INPUT:
*** Begin section ***
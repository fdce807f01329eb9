//! Shared input handling for the Brier score commands

use std::path::PathBuf;

use anyhow::Context;
use survbrier_metrics::{BrierScoreComputer, BrierScoreCurve, EventOfInterest};

use crate::{command::ScoreKind, util};

#[derive(Debug, Clone, clap::Args)]
pub(crate) struct EvaluationArg {
    /// Path to the training labels JSON file (used to fit the censoring distribution)
    pub train: PathBuf,

    /// Path to the test labels JSON file
    pub test: PathBuf,

    /// Path to the predictions JSON file ({"times": [...], "values": [[...], ...]})
    pub predictions: PathBuf,

    /// What the prediction values represent
    #[arg(long, default_value = "survival")]
    pub kind: ScoreKind,

    /// Event to score: "any" or a positive cause code
    #[arg(long, default_value = "any")]
    pub event_of_interest: EventOfInterest,
}

impl EvaluationArg {
    /// Load the input files and compute the Brier score at each time horizon
    pub(crate) fn evaluate(&self) -> anyhow::Result<BrierScoreCurve> {
        let y_train = util::read_labels_file("training", &self.train)?;
        let y_test = util::read_labels_file("test", &self.test)?;
        let predictions = util::read_predictions_file(&self.predictions)?;
        let y_pred = predictions.to_matrix().with_context(|| {
            format!("Invalid predictions in {}", self.predictions.display())
        })?;

        log::info!("Fitting censoring distribution...");
        let computer = BrierScoreComputer::new(y_train, self.event_of_interest)
            .context("Failed to fit the censoring distribution on the training labels")?;
        log::debug!(
            "Censoring distribution has {} steps",
            computer.censoring_estimator().curve().times.len()
        );

        log::info!(
            "Computing {:?} Brier score for event_of_interest={}...",
            self.kind,
            computer.event_of_interest()
        );
        let times = predictions.times;
        let scores = match self.kind {
            ScoreKind::Survival => computer.brier_score_survival(&y_test, y_pred.view(), &times),
            ScoreKind::Incidence => computer.brier_score_incidence(&y_test, y_pred.view(), &times),
        }
        .context("Failed to compute the Brier score")?;

        Ok(BrierScoreCurve {
            times,
            scores: scores.to_vec(),
        })
    }
}

#[cfg(test)]
mod tests {
    use std::{fs, path::Path};

    use approx::assert_abs_diff_eq;

    use super::*;

    fn write(dir: &Path, name: &str, contents: &str) -> PathBuf {
        let path = dir.join(name);
        fs::write(&path, contents).unwrap();
        path
    }

    fn arg(dir: &Path, predictions: &str, kind: ScoreKind) -> EvaluationArg {
        let labels = r#"[
            {"event": 1, "duration": 2.0},
            {"event": 0, "duration": 5.0},
            {"event": 1, "duration": 3.0}
        ]"#;
        EvaluationArg {
            train: write(dir, "train.json", labels),
            test: write(dir, "test.json", r#"{"event": [1, 0, 1], "duration": [2.0, 5.0, 3.0]}"#),
            predictions: write(dir, "predictions.json", predictions),
            kind,
            event_of_interest: EventOfInterest::Any,
        }
    }

    #[test]
    fn test_evaluate_survival_from_files() {
        let dir = tempfile::tempdir().unwrap();
        let predictions = r#"{"times": [1.0, 4.0], "values": [[0.9, 0.5], [0.9, 0.5], [0.9, 0.5]]}"#;
        let curve = arg(dir.path(), predictions, ScoreKind::Survival)
            .evaluate()
            .unwrap();

        assert_eq!(curve.times, vec![1.0, 4.0]);
        assert_abs_diff_eq!(curve.scores[0], 0.01, epsilon = 1e-12);
        assert_abs_diff_eq!(curve.scores[1], 0.25, epsilon = 1e-12);
    }

    #[test]
    fn test_evaluate_incidence_matches_survival_complement() {
        let dir = tempfile::tempdir().unwrap();
        let survival = r#"{"times": [1.0, 4.0], "values": [[0.9, 0.5], [0.8, 0.6], [0.7, 0.2]]}"#;
        let incidence = r#"{"times": [1.0, 4.0], "values": [[0.1, 0.5], [0.2, 0.4], [0.3, 0.8]]}"#;

        let from_survival = arg(dir.path(), survival, ScoreKind::Survival)
            .evaluate()
            .unwrap();
        let from_incidence = arg(dir.path(), incidence, ScoreKind::Incidence)
            .evaluate()
            .unwrap();
        for (a, b) in from_survival.scores.iter().zip(&from_incidence.scores) {
            assert_abs_diff_eq!(a, b, epsilon = 1e-12);
        }
    }

    #[test]
    fn test_evaluate_reports_shape_mismatch() {
        let dir = tempfile::tempdir().unwrap();
        let predictions =
            r#"{"times": [1.0, 4.0], "values": [[0.9, 0.5, 0.1], [0.9, 0.5, 0.1], [0.9, 0.5, 0.1]]}"#;
        let err = arg(dir.path(), predictions, ScoreKind::Survival)
            .evaluate()
            .unwrap_err();
        let message = format!("{err:#}");
        assert!(message.contains("(2)") && message.contains("(3)"), "{message}");
    }

    #[test]
    fn test_evaluate_reports_missing_file() {
        let dir = tempfile::tempdir().unwrap();
        let mut arg = arg(dir.path(), r#"{"times": [], "values": []}"#, ScoreKind::Survival);
        arg.train = dir.path().join("missing.json");
        let err = arg.evaluate().unwrap_err();
        assert!(format!("{err:#}").contains("missing.json"));
    }
}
*** End section ***
WHAT IS REQUIRED:
Each of the lines above must appear again, unchanged.

WRITTEN REPLY:
repository fdce807f01329eb9
//! Shared input handling for the Brier score commands

use std::path::PathBuf;

use anyhow::Context;
use survbrier_metrics::{BrierScoreComputer, BrierScoreCurve, EventOfInterest};

use crate::{command::ScoreKind, util};

#[derive(Debug, Clone, clap::Args)]
pub(crate) struct EvaluationArg {
    /// Path to the training labels JSON file (used to fit the censoring distribution)
    pub train: PathBuf,

    /// Path to the test labels JSON file
    pub test: PathBuf,

    /// Path to the predictions JSON file ({"times": [...], "values": [[...], ...]})
    pub predictions: PathBuf,

    /// What the prediction values represent
    #[arg(long, default_value = "survival")]
    pub kind: ScoreKind,

    /// Event to score: "any" or a positive cause code
    #[arg(long, default_value = "any")]
    pub event_of_interest: EventOfInterest,
}

impl EvaluationArg {
    /// Load the input files and compute the Brier score at each time horizon
    pub(crate) fn evaluate(&self) -> anyhow::Result<BrierScoreCurve> {
        let y_train = util::read_labels_file("training", &self.train)?;
        let y_test = util::read_labels_file("test", &self.test)?;
        let predictions = util::read_predictions_file(&self.predictions)?;
        let y_pred = predictions.to_matrix().with_context(|| {
            format!("Invalid predictions in {}", self.predictions.display())
        })?;

        log::info!("Fitting censoring distribution...");
        let computer = BrierScoreComputer::new(y_train, self.event_of_interest)
            .context("Failed to fit the censoring distribution on the training labels")?;
        log::debug!(
            "Censoring distribution has {} steps",
            computer.censoring_estimator().curve().times.len()
        );

        log::info!(
            "Computing {:?} Brier score for event_of_interest={}...",
            self.kind,
            computer.event_of_interest()
        );
        let times = predictions.times;
        let scores = match self.kind {
            ScoreKind::Survival => computer.brier_score_survival(&y_test, y_pred.view(), &times),
            ScoreKind::Incidence => computer.brier_score_incidence(&y_test, y_pred.view(), &times),
        }
        .context("Failed to compute the Brier score")?;

        Ok(BrierScoreCurve {
            times,
            scores: scores.to_vec(),
        })
    }
}

#[cfg(test)]
mod tests {
    use std::{fs, path::Path};

    use approx::assert_abs_diff_eq;

    use super::*;

    fn write(dir: &Path, name: &str, contents: &str) -> PathBuf {
        let path = dir.join(name);
        fs::write(&path, contents).unwrap();
        path
    }

    fn arg(dir: &Path, predictions: &str, kind: ScoreKind) -> EvaluationArg {
        let labels = r#"[
            {"event": 1, "duration": 2.0},
            {"event": 0, "duration": 5.0},
            {"event": 1, "duration": 3.0}
        ]"#;
        EvaluationArg {
            train: write(dir, "train.json", labels),
            test: write(dir, "test.json", r#"{"event": [1, 0, 1], "duration": [2.0, 5.0, 3.0]}"#),
            predictions: write(dir, "predictions.json", predictions),
            kind,
            event_of_interest: EventOfInterest::Any,
        }
    }

    #[test]
    fn test_evaluate_survival_from_files() {
        let dir = tempfile::tempdir().unwrap();
        let predictions = r#"{"times": [1.0, 4.0], "values": [[0.9, 0.5], [0.9, 0.5], [0.9, 0.5]]}"#;
        let curve = arg(dir.path(), predictions, ScoreKind::Survival)
            .evaluate()
            .unwrap();

        assert_eq!(curve.times, vec![1.0, 4.0]);
        assert_abs_diff_eq!(curve.scores[0], 0.01, epsilon = 1e-12);
        assert_abs_diff_eq!(curve.scores[1], 0.25, epsilon = 1e-12);
    }

    #[test]
    fn test_evaluate_incidence_matches_survival_complement() {
        let dir = tempfile::tempdir().unwrap();
        let survival = r#"{"times": [1.0, 4.0], "values": [[0.9, 0.5], [0.8, 0.6], [0.7, 0.2]]}"#;
        let incidence = r#"{"times": [1.0, 4.0], "values": [[0.1, 0.5], [0.2, 0.4], [0.3, 0.8]]}"#;

        let from_survival = arg(dir.path(), survival, ScoreKind::Survival)
            .evaluate()
            .unwrap();
        let from_incidence = arg(dir.path(), incidence, ScoreKind::Incidence)
            .evaluate()
            .unwrap();
        for (a, b) in from_survival.scores.iter().zip(&from_incidence.scores) {
            assert_abs_diff_eq!(a, b, epsilon = 1e-12);
        }
    }

    #[test]
    fn test_evaluate_reports_shape_mismatch() {
        let dir = tempfile::tempdir().unwrap();
        let predictions =
            r#"{"times": [1.0, 4.0], "values": [[0.9, 0.5, 0.1], [0.9, 0.5, 0.1], [0.9, 0.5, 0.1]]}"#;
        let err = arg(dir.path(), predictions, ScoreKind::Survival)
            .evaluate()
            .unwrap_err();
        let message = format!("{err:#}");
        assert!(message.contains("(2)") && message.contains("(3)"), "{message}");
    }

    #[test]
    fn test_evaluate_reports_missing_file() {
        let dir = tempfile::tempdir().unwrap();
        let mut arg = arg(dir.path(), r#"{"times": [], "values": []}"#, ScoreKind::Survival);
        arg.train = dir.path().join("missing.json");
        let err = arg.evaluate().unwrap_err();
        assert!(format!("{err:#}").contains("missing.json"));
    }
}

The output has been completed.